O susto foi tão grande que ninguém reparou na trombada linguística de Roberto Alvim. O então secretário da Cultura, na quase cópia da frase do nazista Joseph Goebbels, disse: “A arte será igualmente imperativa posto que profundamente vinculada às aspirações urgentes do nosso povo. Ou então não será nada”.

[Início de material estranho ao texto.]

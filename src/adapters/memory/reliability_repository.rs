//! In-memory ReliabilityRepository.

use async_trait::async_trait;
use std::collections::BTreeMap;
use std::sync::Arc;
use tokio::sync::RwLock;

use crate::domain::foundation::DomainError;
use crate::domain::reliability::{ReliabilityRecord, ReliabilityScope};
use crate::ports::ReliabilityRepository;

/// In-memory storage for reliability records, one per scope
#[derive(Debug, Clone, Default)]
pub struct InMemoryReliabilityRepository {
    records: Arc<RwLock<BTreeMap<ReliabilityScope, ReliabilityRecord>>>,
}

impl InMemoryReliabilityRepository {
    /// Create an empty repository
    pub fn new() -> Self {
        Self::default()
    }
}

#[async_trait]
impl ReliabilityRepository for InMemoryReliabilityRepository {
    async fn save(&self, record: &ReliabilityRecord) -> Result<(), DomainError> {
        self.records
            .write()
            .await
            .insert(record.scope.clone(), record.clone());
        Ok(())
    }

    async fn find_by_scope(&self, scope: &ReliabilityScope) -> Result<Option<ReliabilityRecord>, DomainError> {
        Ok(self.records.read().await.get(scope).cloned())
    }

    async fn find_all(&self) -> Result<Vec<ReliabilityRecord>, DomainError> {
        // Scope ordering puts competencies before traits.
        Ok(self.records.read().await.values().cloned().collect())
    }
}
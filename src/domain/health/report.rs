use rust_decimal::Decimal;
use serde::Serialize;
use std::collections::BTreeMap;

use crate::domain::analysis::{DifficultyFlag, DiscriminationFlag};
use crate::domain::foundation::{CompetencyId, ItemId, Timestamp, TraitId};
use crate::domain::item::ValidityStatus;
use crate::domain::reliability::ReliabilityStatus;

/// Snapshot of item bank and scale quality.
#[derive(Debug, Clone, PartialEq, Serialize)]
pub struct HealthReport {
    pub total_items: usize,

    /// Every validity status, including those with no items.
    pub status_counts: BTreeMap<ValidityStatus, usize>,

    /// Mean discrimination over items with a defined value.
    pub average_discrimination: Option<Decimal>,

    /// Mean alpha over every reliability record with a defined value.
    pub average_alpha: Option<Decimal>,

    pub competency_reliability: ReliabilitySummary,

    /// Trait-level reliability with one line per trait.
    pub trait_reliability: ReliabilitySummary,
    pub traits: Vec<TraitReliabilitySummary>,

    /// Most severely flagged items, worst first.
    pub top_flagged: Vec<FlaggedItem>,

    pub generated_at: Timestamp,
}

/// Counts and mean alpha for one level of aggregation.
#[derive(Debug, Clone, Default, PartialEq, Serialize)]
pub struct ReliabilitySummary {
    pub total: usize,
    pub status_counts: BTreeMap<ReliabilityStatus, usize>,
    pub average_alpha: Option<Decimal>,
}

#[derive(Debug, Clone, PartialEq, Serialize)]
pub struct TraitReliabilitySummary {
    pub trait_id: TraitId,
    pub alpha: Option<Decimal>,
    pub status: ReliabilityStatus,
    pub item_count: usize,
    pub sample_size: usize,
}

#[derive(Debug, Clone, PartialEq, Serialize)]
pub struct FlaggedItem {
    pub item_id: ItemId,
    pub competency_id: Option<CompetencyId>,
    pub status: ValidityStatus,
    pub difficulty: Option<Decimal>,
    pub discrimination: Option<Decimal>,
    pub difficulty_flag: Option<DifficultyFlag>,
    pub discrimination_flag: Option<DiscriminationFlag>,
    pub severity: Decimal,
}
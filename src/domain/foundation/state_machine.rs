//! State machine trait for status enums.
//!
//! Provides a consistent interface for validating and performing state
//! transitions across entity lifecycle statuses (item validity, ...).

use super::ValidationError;

/// Trait for status enums that represent state machines.
///
/// Implementors define valid state transitions and get validated
/// transition methods for free.
///
/// # Example
///
/// ```ignore
/// impl StateMachine for ValidityStatus {
///     fn can_transition_to(&self, target: &Self) -> bool {
///         matches!((self, target), (Probation, Active) | (Active, Retired) /* ... */)
///     }
///
///     fn valid_transitions(&self) -> Vec<Self> {
///         match self {
///             Probation => vec![Active, FlaggedForReview, Retired],
///             Retired => vec![],
///             // ...
///         }
///     }
/// }
///
/// let next = current.transition_to(ValidityStatus::Active)?;
/// ```
pub trait StateMachine: Sized + Copy + PartialEq + std::fmt::Debug {
    /// Returns true if transition from self to target is valid.
    fn can_transition_to(&self, target: &Self) -> bool;

    /// Returns all valid target states from current state.
    fn valid_transitions(&self) -> Vec<Self>;

    /// Performs transition with validation, returning error if invalid.
    fn transition_to(&self, target: Self) -> Result<Self, ValidationError> {
        if self.can_transition_to(&target) {
            Ok(target)
        } else {
            Err(ValidationError::invalid_format(
                "state_transition",
                format!("Cannot transition from {:?} to {:?}", self, target),
            ))
        }
    }

    /// Checks if current state is terminal (no valid outgoing transitions).
    fn is_terminal(&self) -> bool {
        self.valid_transitions().is_empty()
    }
}
//! Configuration error types

use thiserror::Error;

/// Errors that can occur during configuration loading
#[derive(Debug, Error)]
pub enum ConfigError {
    #[error("Configuration loading failed: {0}")]
    LoadError(#[from] config::ConfigError),

    #[error("Validation failed: {0}")]
    ValidationFailed(#[from] ValidationError),
}

/// Errors that can occur during configuration validation
#[derive(Debug, Error, PartialEq, Eq)]
pub enum ValidationError {
    #[error("Required configuration missing: {0}")]
    MissingRequired(&'static str),

    #[error("Invalid port number")]
    InvalidPort,

    #[error("Invalid socket address: {0}")]
    InvalidSocketAddr(String),

    #[error("Invalid request timeout")]
    InvalidTimeout,

    #[error("Invalid database URL format")]
    InvalidDatabaseUrl,

    #[error("Pool min_connections exceeds max_connections")]
    InvalidPoolSize,

    #[error("Pool size exceeds maximum allowed (100)")]
    PoolSizeTooLarge,

    #[error("Job interval must be at least one second")]
    InvalidJobInterval,

    #[error("Threshold {0} must lie in [0, 1]")]
    ThresholdOutOfRange(&'static str),

    #[error("Threshold band is inverted: {0}")]
    InvertedBand(&'static str),

    #[error("Completeness percent must be between 1 and 100")]
    InvalidCompleteness,

    #[error("{0} must be at least 1")]
    MustBePositive(&'static str),
}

As gramáticas classificam o posto que como locução conjuntiva concessiva. A duplinha joga no time de embora, mesmo que, apesar de. Mas a ideia da frase é causal: “A arte será igualmente imperativa porque profundamente vinculada às aspirações urgentes do nosso povo. Ou então não será nada”.
Vinicius
Alvim deve ter-se lembrado do verso de Vinicius de Moraes que aparece no “Soneto da fidelidade”:
De tudo ao meu amor serei atento
Antes, e com tal zelo, e sempre, e tanto
Que mesmo em face do maior encanto
Dele se encante mais meu pensamento.
Quero vivê-lo em cada vão momento
E em seu louvor hei de espalhar meu canto
E rir meu riso e derramar meu pranto
Ao seu pesar ou seu contentamento
E assim, quando mais tarde me procure
Quem sabe a morte, angústia de quem vive
Quem sabe a solidão, fim de quem ama
Eu possa me dizer do amor (que tive):
Que não seja imortal, posto que é chama
Mas que seja infinito enquanto dure.
Vinicius quis dizer “que não seja imortal porque é chama”, mas usou uma conjunção concessiva (posto que = embora, mesmo que). O poetinha errou? Não. Artista tem licença poética. Pode pisar a língua sem susto. Ele empregou o posto que como popularmente se emprega, mas não como manda a norma culta.
O secretário da Cultura tem licença poética? Não. Roberto Alvim pisou a língua. Uiiiiiiiiiiiiiiiiiiiiiiiiiiii!